Saved data entries:
//! Kubernetes batch/v1 Jobs through `kubectl`.
//!
//! Pods mount the target's volume claim at the work directory, so the job
//! directory and environment are the same paths inside and outside the pod.

use std::sync::Arc;

use async_trait::async_trait;
use serde::Serialize;

use super::{best_effort, submit_with, SchedulerAdapter};
use crate::error::{ChannelError, ClusterError, Result};
use crate::job::{JobId, JobSpec, JobStatus};
use crate::session::{quote, quote_path, Channel};
use crate::target::ExecutionTarget;

const DEFAULT_IMAGE: &str = "python:3.11-slim";
const WORK_VOLUME: &str = "work";
/// Finished Jobs are garbage collected after this long.
const TTL_AFTER_FINISHED_SECS: u64 = 600;
const MAX_NAME_LEN: usize = 63;

#[derive(Serialize)]
#[serde(rename_all = "camelCase")]
struct JobManifest {
    api_version: &'static str,
    kind: &'static str,
    metadata: Metadata,
    spec: BatchJobSpec,
}

#[derive(Serialize)]
struct Metadata {
    name: String,
    #[serde(skip_serializing_if = "Option::is_none")]
    namespace: Option<String>,
    labels: Labels,
}

#[derive(Serialize)]
struct Labels {
    #[serde(rename = "app.kubernetes.io/managed-by")]
    managed_by: &'static str,
}

#[derive(Serialize)]
#[serde(rename_all = "camelCase")]
struct BatchJobSpec {
    backoff_limit: u32,
    #[serde(skip_serializing_if = "Option::is_none")]
    active_deadline_seconds: Option<u64>,
    #[serde(skip_serializing_if = "Option::is_none")]
    ttl_seconds_after_finished: Option<u64>,
    template: PodTemplate,
}

#[derive(Serialize)]
struct PodTemplate {
    spec: PodSpec,
}

#[derive(Serialize)]
#[serde(rename_all = "camelCase")]
struct PodSpec {
    restart_policy: &'static str,
    containers: Vec<Container>,
    volumes: Vec<Volume>,
}

#[derive(Serialize)]
#[serde(rename_all = "camelCase")]
struct Container {
    name: &'static str,
    image: String,
    command: Vec<String>,
    working_dir: String,
    resources: ContainerResources,
    volume_mounts: Vec<VolumeMount>,
}

#[derive(Serialize)]
struct ContainerResources {
    requests: Quantities,
    limits: Quantities,
}

#[derive(Clone, Serialize)]
struct Quantities {
    cpu: String,
    #[serde(skip_serializing_if = "Option::is_none")]
    memory: Option<String>,
}

#[derive(Serialize)]
#[serde(rename_all = "camelCase")]
struct VolumeMount {
    name: &'static str,
    mount_path: String,
}

#[derive(Serialize)]
#[serde(rename_all = "camelCase")]
struct Volume {
    name: &'static str,
    persistent_volume_claim: ClaimSource,
}

#[derive(Serialize)]
#[serde(rename_all = "camelCase")]
struct ClaimSource {
    claim_name: String,
}

pub struct KubernetesAdapter {
    target: Arc<ExecutionTarget>,
    channel: Arc<dyn Channel>,
}

impl KubernetesAdapter {
    pub fn new(target: Arc<ExecutionTarget>, channel: Arc<dyn Channel>) -> Self {
        Self { target, channel }
    }

    fn namespace_args(&self, namespace: Option<&str>) -> String {
        match namespace.or(self.target.resources.namespace.as_deref()) {
            Some(namespace) => format!(" -n {}", quote(namespace)),
            None => String::new(),
        }
    }

    fn manifest(&self, job: &JobSpec) -> Result<JobManifest> {
        let resources = &job.resources;
        let claim = resources.volume_claim.clone().ok_or_else(|| {
            ClusterError::Config(format!(
                "kubernetes target '{}' has no volume claim",
                self.target.name
            ))
        })?;
        let quantities = Quantities {
            cpu: resources.cores().to_string(),
            memory: resources.memory_mib()?.map(|mib| format!("{}Mi", mib)),
        };
        Ok(JobManifest {
            api_version: "batch/v1",
            kind: "Job",
            metadata: Metadata {
                name: object_name(&job.name),
                namespace: resources.namespace.clone(),
                labels: Labels {
                    managed_by: "clusterfn",
                },
            },
            spec: BatchJobSpec {
                backoff_limit: 0,
                active_deadline_seconds: resources.time_seconds()?,
                ttl_seconds_after_finished: (!self.target.options.keep_remote)
                    .then_some(TTL_AFTER_FINISHED_SECS),
                template: PodTemplate {
                    spec: PodSpec {
                        restart_policy: "Never",
                        containers: vec![Container {
                            name: "job",
                            image: resources
                                .image
                                .clone()
                                .unwrap_or_else(|| DEFAULT_IMAGE.to_string()),
                            command: vec!["sh".to_string(), job.script.to_string_lossy().into_owned()],
                            working_dir: job.job_dir.to_string_lossy().into_owned(),
                            resources: ContainerResources {
                                requests: quantities.clone(),
                                limits: quantities,
                            },
                            volume_mounts: vec![VolumeMount {
                                name: WORK_VOLUME,
                                mount_path: self.target.work_dir.to_string_lossy().into_owned(),
                            }],
                        }],
                        volumes: vec![Volume {
                            name: WORK_VOLUME,
                            persistent_volume_claim: ClaimSource { claim_name: claim },
                        }],
                    },
                },
            },
        })
    }
}

/// A DNS-1123 label derived from the job name. Long names lose the middle
/// of the function name; the `-<random>[-pN]` tail always survives.
fn object_name(name: &str) -> String {
    let label: String = name
        .to_ascii_lowercase()
        .chars()
        .map(|c| if c.is_ascii_alphanumeric() { c } else { '-' })
        .collect();
    let label = label.trim_matches('-');
    if label.len() <= MAX_NAME_LEN {
        return if label.is_empty() {
            "clusterfn-job".to_string()
        } else {
            label.to_string()
        };
    }
    let tail_at = tail_start(label);
    let tail = &label[tail_at..];
    let keep = MAX_NAME_LEN.saturating_sub(tail.len());
    let head = label[..tail_at.min(keep)].trim_end_matches('-');
    let mut out = format!("{}{}", head, tail);
    out.truncate(MAX_NAME_LEN);
    out.trim_matches('-').to_string()
}

/// Start of the `-<hex>` or `-<hex>-p<N>` suffix the orchestrator appends.
fn tail_start(label: &str) -> usize {
    let mut parts = label.rsplitn(3, '-');
    let last = parts.next().unwrap_or_default();
    let is_partition = last.len() > 1
        && last.starts_with('p')
        && last[1..].bytes().all(|b| b.is_ascii_digit());
    let suffix = if is_partition {
        match parts.next() {
            Some(random) => random.len() + last.len() + 2,
            None => last.len() + 1,
        }
    } else {
        last.len() + 1
    };
    label.len().saturating_sub(suffix)
}

/// Parses `{.status.active} {.status.succeeded} {.status.failed}`; absent
/// counters print as empty strings.
fn parse_status(output: &str) -> JobStatus {
    let mut counts = [0u32; 3];
    for (slot, field) in counts.iter_mut().zip(output.split(' ')) {
        *slot = field.trim().parse().unwrap_or(0);
    }
    match counts {
        [_, succeeded, _] if succeeded > 0 => JobStatus::Completed,
        [_, _, failed] if failed > 0 => JobStatus::Failed,
        [active, _, _] if active > 0 => JobStatus::Running,
        _ => JobStatus::Pending,
    }
}

#[async_trait]
impl SchedulerAdapter for KubernetesAdapter {
    fn name(&self) -> &str {
        "kubernetes"
    }

    fn channel(&self) -> &Arc<dyn Channel> {
        &self.channel
    }

    async fn submit(&self, job: &JobSpec) -> Result<JobId> {
        let manifest = self.manifest(job)?;
        let yaml = serde_yaml::to_string(&manifest)
            .map_err(|e| ClusterError::Orchestration(format!("failed to encode job manifest: {}", e)))?;
        let path = job.job_dir.join("job.yaml");
        self.channel.write_file(&path, yaml.as_bytes()).await?;
        let script = format!("kubectl create -f {} -o name", quote_path(&path));
        // `job.batch/<name>`
        let created = submit_with(self.channel.as_ref(), self.name(), &script).await?;
        let name = created.rsplit('/').next().unwrap_or_default().trim();
        if name.is_empty() {
            return Err(ClusterError::SubmissionRejected {
                scheduler: self.name().to_string(),
                reason: format!("unexpected kubectl output '{}'", created),
            });
        }
        let id = match &manifest.metadata.namespace {
            Some(namespace) => format!("{}/{}", namespace, name),
            None => name.to_string(),
        };
        Ok(JobId::new(id, job.job_dir.clone()))
    }

    async fn poll_status(&self, job: &JobId) -> Result<JobStatus> {
        let (namespace, name) = split_id(&job.id);
        let script = format!(
            "kubectl get job {}{} -o jsonpath='{{.status.active}} {{.status.succeeded}} {{.status.failed}}'",
            quote(name),
            self.namespace_args(namespace)
        );
        let output = self.channel.exec(&script).await?;
        if output.success() {
            return Ok(parse_status(&output.stdout_lossy()));
        }
        let stderr = output.stderr_lossy();
        if is_not_found(&stderr) {
            // Deleted or expired; the artifacts decide.
            return Ok(JobStatus::Completed);
        }
        Err(ChannelError::Failed(format!(
            "kubectl get job {} failed: {}",
            name,
            output.describe_failure()
        ))
        .into())
    }

    async fn cancel(&self, job: &JobId) -> Result<()> {
        let (namespace, name) = split_id(&job.id);
        let script = format!(
            "kubectl delete job {}{} --ignore-not-found --wait=false",
            quote(name),
            self.namespace_args(namespace)
        );
        best_effort(self.channel.as_ref(), &script).await
    }
}

fn is_not_found(stderr: &str) -> bool {
    stderr.contains("(NotFound)")
}

fn split_id(id: &str) -> (Option<&str>, &str) {
    match id.split_once('/') {
        Some((namespace, name)) => (Some(namespace), name),
        None => (None, id),
    }
}

#[cfg(test)]
mod tests {
    use super::*;
    use std::path::PathBuf;
    use std::time::Duration;

    use crate::session::LocalChannel;
    use crate::target::{ResourceRequest, TargetKind};

    fn adapter() -> KubernetesAdapter {
        let resources = ResourceRequest {
            cores: Some(2),
            memory: Some("1G".to_string()),
            namespace: Some("science".to_string()),
            volume_claim: Some("shared-work".to_string()),
            ..Default::default()
        };
        let target = ExecutionTarget::scheduler(TargetKind::Kubernetes, None, "/mnt/work").with_resources(resources);
        KubernetesAdapter::new(
            Arc::new(target),
            Arc::new(LocalChannel::new("kube", Duration::from_secs(5))),
        )
    }

    #[test]
    fn test_manifest() {
        let adapter = adapter();
        let job = JobSpec::new(
            "Process_Data-1",
            PathBuf::from("/mnt/work/jobs/Process_Data-1"),
            adapter.target.resources.clone(),
        );
        let yaml = serde_yaml::to_string(&adapter.manifest(&job).unwrap()).unwrap();
        let value: serde_yaml::Value = serde_yaml::from_str(&yaml).unwrap();
        assert_eq!(value["apiVersion"].as_str(), Some("batch/v1"));
        assert_eq!(value["metadata"]["name"].as_str(), Some("process-data-1"));
        assert_eq!(value["metadata"]["namespace"].as_str(), Some("science"));
        let pod = &value["spec"]["template"]["spec"];
        assert_eq!(pod["restartPolicy"].as_str(), Some("Never"));
        let container = &pod["containers"][0];
        assert_eq!(container["image"].as_str(), Some(DEFAULT_IMAGE));
        assert_eq!(container["resources"]["limits"]["memory"].as_str(), Some("1024Mi"));
        assert_eq!(container["volumeMounts"][0]["mountPath"].as_str(), Some("/mnt/work"));
        assert_eq!(
            pod["volumes"][0]["persistentVolumeClaim"]["claimName"].as_str(),
            Some("shared-work")
        );
        assert_eq!(value["spec"]["ttlSecondsAfterFinished"].as_u64(), Some(600));
    }

    #[test]
    fn test_parse_status() {
        assert_eq!(parse_status("1  "), JobStatus::Running);
        assert_eq!(parse_status(" 1 "), JobStatus::Completed);
        assert_eq!(parse_status("  1"), JobStatus::Failed);
        assert_eq!(parse_status("  "), JobStatus::Pending);
        assert_eq!(parse_status(""), JobStatus::Pending);
    }

    #[test]
    fn test_object_name_and_ids() {
        assert_eq!(object_name("--My.Job--"), "my-job");
        assert_eq!(object_name(&"x".repeat(80)).len(), MAX_NAME_LEN);
        assert_eq!(object_name("square-1a2b3c4d-p0"), "square-1a2b3c4d-p0");
        assert_eq!(split_id("science/f-1"), (Some("science"), "f-1"));
        assert_eq!(split_id("f-1"), (None, "f-1"));
    }

    #[test]
    fn test_long_names_keep_their_suffix() {
        let function = "a".repeat(56);
        let first = object_name(&format!("{}-1a2b3c4d-p0", function));
        let second = object_name(&format!("{}-1a2b3c4d-p1", function));
        assert_ne!(first, second);
        assert!(first.len() <= MAX_NAME_LEN && second.len() <= MAX_NAME_LEN);
        assert!(first.ends_with("-1a2b3c4d-p0"));
        assert!(second.ends_with("-1a2b3c4d-p1"));

        let single = object_name(&format!("{}-1a2b3c4d", "b".repeat(70)));
        assert!(single.len() <= MAX_NAME_LEN);
        assert!(single.ends_with("-1a2b3c4d"));
    }

    #[test]
    fn test_missing_job_is_not_a_connection_failure() {
        assert!(is_not_found(
            r#"Error from server (NotFound): jobs.batch "f-1" not found"#
        ));
        assert!(!is_not_found(
            "The connection to the server 10.0.0.1:6443 was refused"
        ));
    }

    #[tokio::test]
    async fn test_poll_failure_is_a_connectivity_error() {
        let adapter = adapter();
        let job = JobId::new("science/f-1", PathBuf::from("/mnt/work/jobs/f-1"));
        // No kubectl here, or no cluster behind it: either way not a NotFound.
        match adapter.poll_status(&job).await {
            Err(ClusterError::Connectivity(ChannelError::Failed(_))) => {}
            Ok(status) => panic!("unexpected status {:?}", status),
            Err(e) => panic!("unexpected error {:?}", e),
        }
    }
}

§ Problem requirements:
Above are the entries; copy every line among them that contains the word "BatchJobSpec".

§ Answer section:
    spec: BatchJobSpec,
struct BatchJobSpec {
            spec: BatchJobSpec {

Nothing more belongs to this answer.